Arada uyuklamak biten şarkının ardından yükselen sese uyanmak...


Kendimi bilirim, birşeylerin planını programını yapmazsam mutsuz olurum... İş güç kovalarken de uzarsa eğer bıkarım başkası yapsın hazıra konayım isterim ama işe burnumu sokmadan da duramam... Karışık di mi?? Ben alışkınım...

Sonra şarkı bu oluyor..


Bir sene oldu hala yerleşememişim gibi evimize... Bazen bunun ardında başka anlamlar aramıyor değilim. Karamel renginde ben de sıcağın şekli... Sıcacık bir ev olsun istiyorum, bir sürü gezdim parça parça seve seve aldım bir sürü şey ama hala poşetlerindeler "o günü" bekliyorlar. Abajurun bile poşetini sökmedim arada öyle kullanıyorum ama... O gün gelsin sıcacık olsun istiyorum her yer...
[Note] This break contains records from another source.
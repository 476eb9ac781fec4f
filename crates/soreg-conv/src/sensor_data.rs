//! Sensor Data update conversion
//!
//! Internal: `channels: [{name, value}]`
//! External: `channels: {name: {"current-value": value}}`
//!
//! All other fields (`lastUpdate`, `soID`, ...) are carried as siblings
//! unchanged. Internal values are strings; scalar external values are
//! stringified on the way in.

use serde_json::{Map, Value};

use crate::keyed::{list_to_map, map_to_list};

/// Key holding a channel's value in the external shape
pub const CURRENT_VALUE: &str = "current-value";

const CHANNELS: &str = "channels";
const VALUE: &str = "value";

/// Convert an internal sensor data record into the external shape
pub fn to_external(internal: &Value) -> Value {
    let Some(obj) = internal.as_object() else {
        return internal.clone();
    };
    let mut out = obj.clone();
    if let Some(Value::Array(channels)) = obj.get(CHANNELS) {
        let map = list_to_map(channels, reading_to_external);
        out.insert(CHANNELS.to_string(), Value::Object(map));
    }
    Value::Object(out)
}

/// Convert an external sensor data update into the internal shape
pub fn to_internal(external: &Value) -> Value {
    let Some(obj) = external.as_object() else {
        return external.clone();
    };
    let mut out = obj.clone();
    if let Some(Value::Object(channels)) = obj.get(CHANNELS) {
        let list = map_to_list(channels, reading_to_internal);
        out.insert(CHANNELS.to_string(), Value::Array(list));
    }
    Value::Object(out)
}

fn reading_to_external(mut reading: Map<String, Value>) -> Map<String, Value> {
    if let Some(value) = reading.remove(VALUE) {
        reading.insert(CURRENT_VALUE.to_string(), value);
    }
    reading
}

fn reading_to_internal(mut reading: Map<String, Value>) -> Map<String, Value> {
    if let Some(value) = reading.remove(CURRENT_VALUE).and_then(stringify) {
        reading.insert(VALUE.to_string(), Value::String(value));
    }
    reading
}

/// Render a reading value as the stored string; null means no value
fn stringify(value: Value) -> Option<String> {
    match value {
        Value::Null => None,
        Value::String(s) => Some(s),
        Value::Number(n) => Some(n.to_string()),
        Value::Bool(b) => Some(b.to_string()),
        other => Some(other.to_string()),
    }
}
//! soreg - administrative CLI for the Service Object registry
//!
//! Seeds and inspects a configured store through the same repository the
//! registry service uses.

mod commands;
mod output;

use std::path::PathBuf;
use std::process::ExitCode;

use anyhow::Result;
use clap::{Parser, Subcommand};
use soreg_core::RegistryError;
use soreg_registry::{ConfigError, RegistryConfig, Repository, StorageConfig};
use tracing_subscriber::{fmt, prelude::*, EnvFilter};

use crate::commands::{DataCommand, GatewayCommand, ServiceObjectCommand};
use crate::output::OutputContext;

const DEFAULT_FILTER: &str = "soreg=info,soreg_registry=info,soreg_store=info";

#[derive(Parser)]
#[command(name = "soreg")]
#[command(author, version, about = "Service Object registry CLI")]
#[command(propagate_version = true)]
struct Cli {
    /// Configuration file path
    #[arg(short, long, env = "SOREG_CONFIG")]
    config: Option<PathBuf>,

    /// Caller identity stamped on new entities
    #[arg(long, env = "SOREG_OWNER", default_value = "anonymous")]
    owner: String,

    /// Disable colored output
    #[arg(long)]
    no_color: bool,

    /// Suppress success messages
    #[arg(short, long)]
    quiet: bool,

    /// Verbose logging
    #[arg(short, long)]
    verbose: bool,

    #[command(subcommand)]
    command: Commands,
}

#[derive(Subcommand)]
enum Commands {
    /// Manage gateways
    Gateway {
        #[command(subcommand)]
        command: GatewayCommand,
    },

    /// Manage service objects
    So {
        #[command(subcommand)]
        command: ServiceObjectCommand,
    },

    /// Push and query sensor data
    Data {
        #[command(subcommand)]
        command: DataCommand,
    },
}

#[tokio::main]
async fn main() -> ExitCode {
    let cli = Cli::parse();

    let filter = if cli.verbose {
        EnvFilter::new("debug")
    } else {
        EnvFilter::try_from_default_env().unwrap_or_else(|_| DEFAULT_FILTER.into())
    };

    tracing_subscriber::registry()
        .with(fmt::layer().with_target(false).with_writer(std::io::stderr))
        .with(filter)
        .init();

    let ctx = OutputContext::new(cli.no_color, cli.quiet);

    match run(&cli, &ctx).await {
        Ok(()) => ExitCode::SUCCESS,
        Err(e) => {
            ctx.error(&format!("Error: {:#}", e));
            ExitCode::from(exit_code(&e))
        }
    }
}

async fn run(cli: &Cli, ctx: &OutputContext) -> Result<()> {
    let config = match &cli.config {
        Some(path) => RegistryConfig::load(path)?,
        None => RegistryConfig::default(),
    };
    if config.storage == StorageConfig::Memory {
        tracing::warn!("Using the in-memory store; nothing will be kept after exit");
    }

    let repo = Repository::from_config(&config).await?;

    match &cli.command {
        Commands::Gateway { command } => {
            commands::gateway::run(&repo, &cli.owner, command, ctx).await
        }
        Commands::So { command } => {
            commands::service_object::run(&repo, &cli.owner, command, ctx).await
        }
        Commands::Data { command } => {
            commands::sensor_data::run(&repo, &cli.owner, command, ctx).await
        }
    }
}

/// 1 for caller errors, 2 for storage and configuration faults
fn exit_code(err: &anyhow::Error) -> u8 {
    if err.downcast_ref::<ConfigError>().is_some() {
        return 2;
    }
    match err.downcast_ref::<RegistryError>() {
        Some(RegistryError::Storage(_)) => 2,
        _ => 1,
    }
}

#[cfg(test)]
mod tests {
    use super::*;
    use soreg_core::{EntityKind, StoreError};

    #[test]
    fn test_cli_parses_nested_commands() {
        let cli = Cli::try_parse_from([
            "soreg", "--owner", "u1", "data", "get", "so1", "s1", "--modifier", "lastUpdate",
        ])
        .unwrap();
        assert_eq!(cli.owner, "u1");
        assert!(matches!(
            cli.command,
            Commands::Data {
                command: DataCommand::Get { .. }
            }
        ));

        let cli = Cli::try_parse_from(["soreg", "so", "list-gateway", "g1"]).unwrap();
        assert!(matches!(
            cli.command,
            Commands::So {
                command: ServiceObjectCommand::ListGateway { .. }
            }
        ));
    }

    #[test]
    fn test_exit_codes() {
        let not_found = anyhow::Error::from(RegistryError::not_found(EntityKind::Gateway, "g1"));
        assert_eq!(exit_code(&not_found), 1);

        let no_data = anyhow::Error::from(RegistryError::NoDataFound("x".into()));
        assert_eq!(exit_code(&no_data.context("listing")), 1);

        let storage =
            anyhow::Error::from(RegistryError::Storage(StoreError::Corrupt("bad".into())));
        assert_eq!(exit_code(&storage), 2);

        let config = anyhow::Error::from(RegistryConfig::from_toml("[storage]\nbackend = 1").unwrap_err());
        assert_eq!(exit_code(&config), 2);
    }
}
Başka isteklerim de var tabi... 30 a adım adım yaklaşırken "terrible 30" var mı acaba diye sorgulamıyor değilim... Ha bence var!

7 yorum:

bozbek dedi ki...

fondaki şarkı tam 30 yaş şarkısı bayılırım bu şarkıya :) Terrible 30' a gelince elbette var. Ben Terrible 33' teyim şu an.. Aynaya bakıp bakıp hadi yaa diyorum. Nüfus cüzdanı hesabı ile, gönül hesabı hiiç birbirini tutmuyor. Ama 30'lu yaşlarda bir kadın olmak yine de keyifli :)

porschys dedi ki...

Sizi çok iyi anlıyorum. Ben de 4 ay önce evlendim. Ve hala yerleştiremediğim eski bekar eşyalarım, hevesle aldığım yeni eşyalarım var. Bence,
1. Üşeniyorum.
2. Sadeleşiyorum...
Sadeleşiyoruz derken: bir süre sonra eşya toplamaktan sıkılıp, ne kadar az eşya olursa ortalıkta o kadar az iş çıkar prensibini uyguluyorum. O yüzden ortaya eşya çıkarmak istemiyorum.
Ben şu an çalışmıyorum, inanın çalışsam da, çalışmasam da o dergileri okumaya bir türlü zaman ayıramıyorum. İstesem şu an kahvemi alıp sabahtan akşama kadar oturur okurum.Bir sürü okunacak birikmiş dergim var. Ama nedense içim elvermiyor, kendimi ev işi yapmak için zorluyorum ya da bütün gün internette takılıyorum. Ama dergileri okumuyorum =))
Bu arada Hindi Zahra'nın müziğiyle eşim sayesinde tanıştım ve çok sevdim. Konserine gitmeyi çok istiyorum ama eşimin işi dolayısıyla malesef bu sene gidemiyorum. Siz gidiyorsanız iyi eğlenceler şimdiden =)

Sémy dedi ki...

Bende de benzer sıkıntı.Evim beyazlar içinde bir ev her görenin beğendiği..Amma velakin ban ev gibi gelmiyor.Bir sogukluk ,donukluk var evde anne evi gibi değil sanki...
Şimdi ki hayalim bütün evi karamel yapmak belki daha sıcak bir anne evi olur :)
sevgiler Senem

Bahar ve kızısı Yağmur dedi ki...

yazdan beri bende yerleşmedim ;)
alıyoruz kenarda kalıyor. sonra gecenin bir yarısı açıp bakıyorum sonra karar veremiyorum, kullansammı, kullanmasammı?.. bu böyle uzar gider
sen birde 34'ü gör :)

@lev dedi ki...

bosver poh poh perisi, 33 bitti, tamam yuzume bakinca o eski gergin, genc surat yok ama yerinde oglusumun annesi, kocacimin karisi, kendi ailesini kurmus, mutlu ve huzurlu bir insan yuzu var... bence daha guzel, ha ayrica hayatta da 33 hisstemiyorum, bana sorsalar daha 30lara girmedim bile:)))

Ece dedi ki...

müziklerle pek keyiflendim. dergileri okumuş, ayaklarımı pencerinin önündeki koltuğumda uzatmış dergileri okur hayal ettim yazın & müzikle :) "terrible 2" ve "horrible 33" vaziyetlerindeyim şu ara... iyi geldi müzikler :)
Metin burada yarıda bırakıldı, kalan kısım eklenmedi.